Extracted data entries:
========================================================================
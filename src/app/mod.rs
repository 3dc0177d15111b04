use crate::api::ApiServer;
use crate::config::Config;
use crate::export::{PdfRenderer, WkhtmltopdfRenderer};
use crate::generation::{build_generator, TranscriptGenerator};
use crate::normalizer::Normalizer;
use crate::service::PodcastService;
use anyhow::{Context, Result};
use std::sync::Arc;
use tracing::{info, warn};

/// Host/port overrides from the command line.
#[derive(Debug, Clone, Default)]
pub struct ServeOptions {
    pub host: Option<String>,
    pub port: Option<u16>,
}

pub async fn run_service(options: ServeOptions) -> Result<()> {
    info!("Starting podcast-forge service");

    let config = Config::load()?;
    let service = build_service(&config, false)?;

    let host = options.host.unwrap_or_else(|| config.server.host.clone());
    let port = options.port.unwrap_or(config.server.port);

    ApiServer::new(host, port, service).start().await
}

/// Wire the collaborators described by `config` into a service.
pub fn build_service(config: &Config, raw: bool) -> Result<PodcastService> {
    let generator: Arc<dyn TranscriptGenerator> = Arc::from(
        build_generator(&config.generation).context("Failed to initialize generation client")?,
    );

    let wkhtmltopdf = WkhtmltopdfRenderer::from_config(&config.export);
    if !wkhtmltopdf.is_available() {
        warn!("wkhtmltopdf not found; PDF downloads will fail until it is installed");
    }
    let renderer: Arc<dyn PdfRenderer> = Arc::new(wkhtmltopdf);

    let normalizer = Normalizer::create(raw)?;

    Ok(PodcastService::new(generator, renderer, normalizer))
}
use anyhow::{Context, Result};
use std::path::PathBuf;

const APP_DIR: &str = "podcast-forge";

pub fn config_dir() -> Result<PathBuf> {
    dirs::config_dir()
        .map(|dir| dir.join(APP_DIR))
        .context("Unable to determine config directory")
}

pub fn config_file() -> Result<PathBuf> {
    Ok(config_dir()?.join("config.toml"))
}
========================================================================
__EXERCISE OBJECTIVE__. Within the data above, how many lines include the string "TranscriptGenerator"? Answer with the number by itself.

__RESULT__. 2